__Activity__:
Write out the whole listing, matching it exactly.

───── Excerpted data

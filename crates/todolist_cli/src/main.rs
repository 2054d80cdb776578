//! `todolist` command-line host.
//!
//! # Responsibility
//! - Resolve configuration, start logging and open the configured store.
//! - Load, run exactly one command, and report store failures on stderr.

mod cli;

use clap::Parser;
use cli::{Cli, Commands, StorageArgs};
use log::warn;
use std::path::{Path, PathBuf};
use std::process::ExitCode;
use todolist_core::{
    active, archived, everything, init_logging, open_db, CommitOutcome, JsonFileStore, Record,
    RecordId, SqliteTodoStore, StoreBackend, TodoConfig, TodoManager, TodoService, TodoStore,
};

fn main() -> ExitCode {
    let cli = Cli::parse();

    let config = match resolve_config(&cli.storage) {
        Ok(config) => config,
        Err(message) => {
            eprintln!("error: {message}");
            return ExitCode::FAILURE;
        }
    };

    let log_dir = cli
        .storage
        .log_dir
        .as_deref()
        .map(absolutize)
        .unwrap_or_else(|| config.log_dir());
    if let Err(err) = init_logging(&config.log_level, &log_dir) {
        eprintln!("warning: logging disabled: {err}");
    }

    match config.backend {
        StoreBackend::Json => run(JsonFileStore::new(config.store_path()), cli.command),
        StoreBackend::Sqlite => {
            if let Err(err) = std::fs::create_dir_all(&config.data_dir) {
                eprintln!("error: failed to create {}: {err}", config.data_dir.display());
                return ExitCode::FAILURE;
            }
            open_sqlite_and_run(&config, cli.command)
        }
    }
}

fn open_sqlite_and_run(config: &TodoConfig, command: Commands) -> ExitCode {
    match open_db(config.store_path()) {
        Ok(conn) => run(SqliteTodoStore::new(&conn), command),
        Err(err) => {
            eprintln!("error: failed to open {}: {err}", config.store_path().display());
            ExitCode::FAILURE
        }
    }
}

fn resolve_config(args: &StorageArgs) -> Result<TodoConfig, String> {
    let data_dir = match &args.data_dir {
        Some(dir) => absolutize(dir),
        None => absolutize(Path::new(".todolist")),
    };

    let mut config = TodoConfig::new(data_dir);
    config.backend = args.backend;
    config.file_name = args.file.clone();
    if let Some(level) = &args.log_level {
        config.log_level = level.clone();
    }
    config.validate().map_err(|err| err.to_string())?;
    Ok(config)
}

fn absolutize(path: &Path) -> PathBuf {
    if path.is_absolute() {
        return path.to_path_buf();
    }
    std::env::current_dir()
        .map(|cwd| cwd.join(path))
        .unwrap_or_else(|_| path.to_path_buf())
}

fn run<S: TodoStore>(store: S, command: Commands) -> ExitCode {
    let mut service = TodoService::new(TodoManager::new(store));
    service.manager_mut().subscribe_io_failed(|failure| {
        eprintln!("warning: {failure}");
    });
    service.manager_mut().load();

    let ok = execute(&mut service, command);

    if service.manager().has_failed() {
        warn!("event=cli_exit module=cli status=error reason=store_failure");
        return ExitCode::FAILURE;
    }
    if ok {
        ExitCode::SUCCESS
    } else {
        ExitCode::FAILURE
    }
}

fn execute<S: TodoStore>(service: &mut TodoService<S>, command: Commands) -> bool {
    match command {
        Commands::Add { title, body } => {
            let draft = service.create_blank();
            report_commit(service.commit_edit(draft, title, body))
        }
        Commands::List { archived: true, .. } => {
            print_records(service.list_filtered(&archived()));
            true
        }
        Commands::List { all: true, .. } => {
            print_records(service.list_filtered(&everything()));
            true
        }
        Commands::List { .. } => {
            print_records(service.list_filtered(&active()));
            true
        }
        Commands::Show { id } => match service.manager().get_by_id(id) {
            Some(record) => {
                print_record_detail(record);
                true
            }
            None => not_found(id),
        },
        Commands::Edit { id, title, body } => {
            let Some(draft) = service.begin_edit(id) else {
                return not_found(id);
            };
            let title = title.unwrap_or_else(|| draft.title.clone());
            let body = body.unwrap_or_else(|| draft.body.clone());
            report_commit(service.commit_edit(draft, title, body))
        }
        Commands::Done { id, undo } => {
            if !service.set_done(id, !undo) {
                return not_found(id);
            }
            println!("{id} marked {}", if undo { "not done" } else { "done" });
            true
        }
        Commands::Archive { id } => match service.toggle_archived(id) {
            Some(true) => {
                println!("{id} archived");
                true
            }
            Some(false) => {
                println!("{id} restored");
                true
            }
            None => not_found(id),
        },
        Commands::Delete { id } => {
            if !service.delete(id) {
                return not_found(id);
            }
            println!("{id} deleted");
            true
        }
        Commands::Digest { include_archived } => {
            match service.export(include_archived) {
                Some(digest) => print!("{digest}"),
                None => eprintln!("(no todos)"),
            }
            true
        }
    }
}

fn report_commit(outcome: CommitOutcome) -> bool {
    match outcome {
        CommitOutcome::Added(id) => println!("added {id}"),
        CommitOutcome::Updated(id) => println!("updated {id}"),
        CommitOutcome::Removed(id) => println!("removed {id} (title and body were empty)"),
        CommitOutcome::Discarded => println!("nothing to add: title and body are empty"),
        CommitOutcome::Missing(id) => return not_found(id),
        CommitOutcome::IdsExhausted => {
            eprintln!("error: no record ids left to assign");
            return false;
        }
    }
    true
}

fn not_found(id: RecordId) -> bool {
    eprintln!("error: no todo with id {id}");
    false
}

fn print_records(records: Vec<&Record>) {
    if records.is_empty() {
        println!("(no todos)");
        return;
    }
    for record in records {
        let marker = if record.is_done() { "[X]" } else { "[ ]" };
        let suffix = if record.is_archived() { " (archived)" } else { "" };
        println!("{:>4} {marker} {}{suffix}", record.id(), record.title());
    }
}

fn print_record_detail(record: &Record) {
    println!("id:       {}", record.id());
    println!("title:    {}", record.title());
    println!("done:     {}", record.is_done());
    println!("archived: {}", record.is_archived());
    println!("created:  {} (epoch ms)", record.created());
    println!();
    println!("{}", record.body());
}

──────────

__Answer to the problem__:
filename crates/todolist_cli/src/main.rs
repository 2054d80cdb776578
//! `todolist` command-line host.
//!
//! # Responsibility
//! - Resolve configuration, start logging and open the configured store.
//! - Load, run exactly one command, and report store failures on stderr.

mod cli;

use clap::Parser;
use cli::{Cli, Commands, StorageArgs};
use log::warn;
use std::path::{Path, PathBuf};
use std::process::ExitCode;
use todolist_core::{
    active, archived, everything, init_logging, open_db, CommitOutcome, JsonFileStore, Record,
    RecordId, SqliteTodoStore, StoreBackend, TodoConfig, TodoManager, TodoService, TodoStore,
};

fn main() -> ExitCode {
    let cli = Cli::parse();

    let config = match resolve_config(&cli.storage) {
        Ok(config) => config,
        Err(message) => {
            eprintln!("error: {message}");
            return ExitCode::FAILURE;
        }
    };

    let log_dir = cli
        .storage
        .log_dir
        .as_deref()
        .map(absolutize)
        .unwrap_or_else(|| config.log_dir());
    if let Err(err) = init_logging(&config.log_level, &log_dir) {
        eprintln!("warning: logging disabled: {err}");
    }

    match config.backend {
        StoreBackend::Json => run(JsonFileStore::new(config.store_path()), cli.command),
        StoreBackend::Sqlite => {
            if let Err(err) = std::fs::create_dir_all(&config.data_dir) {
                eprintln!("error: failed to create {}: {err}", config.data_dir.display());
                return ExitCode::FAILURE;
            }
            open_sqlite_and_run(&config, cli.command)
        }
    }
}

fn open_sqlite_and_run(config: &TodoConfig, command: Commands) -> ExitCode {
    match open_db(config.store_path()) {
        Ok(conn) => run(SqliteTodoStore::new(&conn), command),
        Err(err) => {
            eprintln!("error: failed to open {}: {err}", config.store_path().display());
            ExitCode::FAILURE
        }
    }
}

fn resolve_config(args: &StorageArgs) -> Result<TodoConfig, String> {
    let data_dir = match &args.data_dir {
        Some(dir) => absolutize(dir),
        None => absolutize(Path::new(".todolist")),
    };

    let mut config = TodoConfig::new(data_dir);
    config.backend = args.backend;
    config.file_name = args.file.clone();
    if let Some(level) = &args.log_level {
        config.log_level = level.clone();
    }
    config.validate().map_err(|err| err.to_string())?;
    Ok(config)
}

fn absolutize(path: &Path) -> PathBuf {
    if path.is_absolute() {
        return path.to_path_buf();
    }
    std::env::current_dir()
        .map(|cwd| cwd.join(path))
        .unwrap_or_else(|_| path.to_path_buf())
}

fn run<S: TodoStore>(store: S, command: Commands) -> ExitCode {
    let mut service = TodoService::new(TodoManager::new(store));
    service.manager_mut().subscribe_io_failed(|failure| {
        eprintln!("warning: {failure}");
    });
    service.manager_mut().load();

    let ok = execute(&mut service, command);

    if service.manager().has_failed() {
        warn!("event=cli_exit module=cli status=error reason=store_failure");
        return ExitCode::FAILURE;
    }
    if ok {
        ExitCode::SUCCESS
    } else {
        ExitCode::FAILURE
    }
}

fn execute<S: TodoStore>(service: &mut TodoService<S>, command: Commands) -> bool {
    match command {
        Commands::Add { title, body } => {
            let draft = service.create_blank();
            report_commit(service.commit_edit(draft, title, body))
        }
        Commands::List { archived: true, .. } => {
            print_records(service.list_filtered(&archived()));
            true
        }
        Commands::List { all: true, .. } => {
            print_records(service.list_filtered(&everything()));
            true
        }
        Commands::List { .. } => {
            print_records(service.list_filtered(&active()));
            true
        }
        Commands::Show { id } => match service.manager().get_by_id(id) {
            Some(record) => {
                print_record_detail(record);
                true
            }
            None => not_found(id),
        },
        Commands::Edit { id, title, body } => {
            let Some(draft) = service.begin_edit(id) else {
                return not_found(id);
            };
            let title = title.unwrap_or_else(|| draft.title.clone());
            let body = body.unwrap_or_else(|| draft.body.clone());
            report_commit(service.commit_edit(draft, title, body))
        }
        Commands::Done { id, undo } => {
            if !service.set_done(id, !undo) {
                return not_found(id);
            }
            println!("{id} marked {}", if undo { "not done" } else { "done" });
            true
        }
        Commands::Archive { id } => match service.toggle_archived(id) {
            Some(true) => {
                println!("{id} archived");
                true
            }
            Some(false) => {
                println!("{id} restored");
                true
            }
            None => not_found(id),
        },
        Commands::Delete { id } => {
            if !service.delete(id) {
                return not_found(id);
            }
            println!("{id} deleted");
            true
        }
        Commands::Digest { include_archived } => {
            match service.export(include_archived) {
                Some(digest) => print!("{digest}"),
                None => eprintln!("(no todos)"),
            }
            true
        }
    }
}

fn report_commit(outcome: CommitOutcome) -> bool {
    match outcome {
        CommitOutcome::Added(id) => println!("added {id}"),
        CommitOutcome::Updated(id) => println!("updated {id}"),
        CommitOutcome::Removed(id) => println!("removed {id} (title and body were empty)"),
        CommitOutcome::Discarded => println!("nothing to add: title and body are empty"),
        CommitOutcome::Missing(id) => return not_found(id),
        CommitOutcome::IdsExhausted => {
            eprintln!("error: no record ids left to assign");
            return false;
        }
    }
    true
}

fn not_found(id: RecordId) -> bool {
    eprintln!("error: no todo with id {id}");
    false
}

fn print_records(records: Vec<&Record>) {
    if records.is_empty() {
        println!("(no todos)");
        return;
    }
    for record in records {
        let marker = if record.is_done() { "[X]" } else { "[ ]" };
        let suffix = if record.is_archived() { " (archived)" } else { "" };
        println!("{:>4} {marker} {}{suffix}", record.id(), record.title());
    }
}

fn print_record_detail(record: &Record) {
    println!("id:       {}", record.id());
    println!("title:    {}", record.title());
    println!("done:     {}", record.is_done());
    println!("archived: {}", record.is_archived());
    println!("created:  {} (epoch ms)", record.created());
    println!();
    println!("{}", record.body());
}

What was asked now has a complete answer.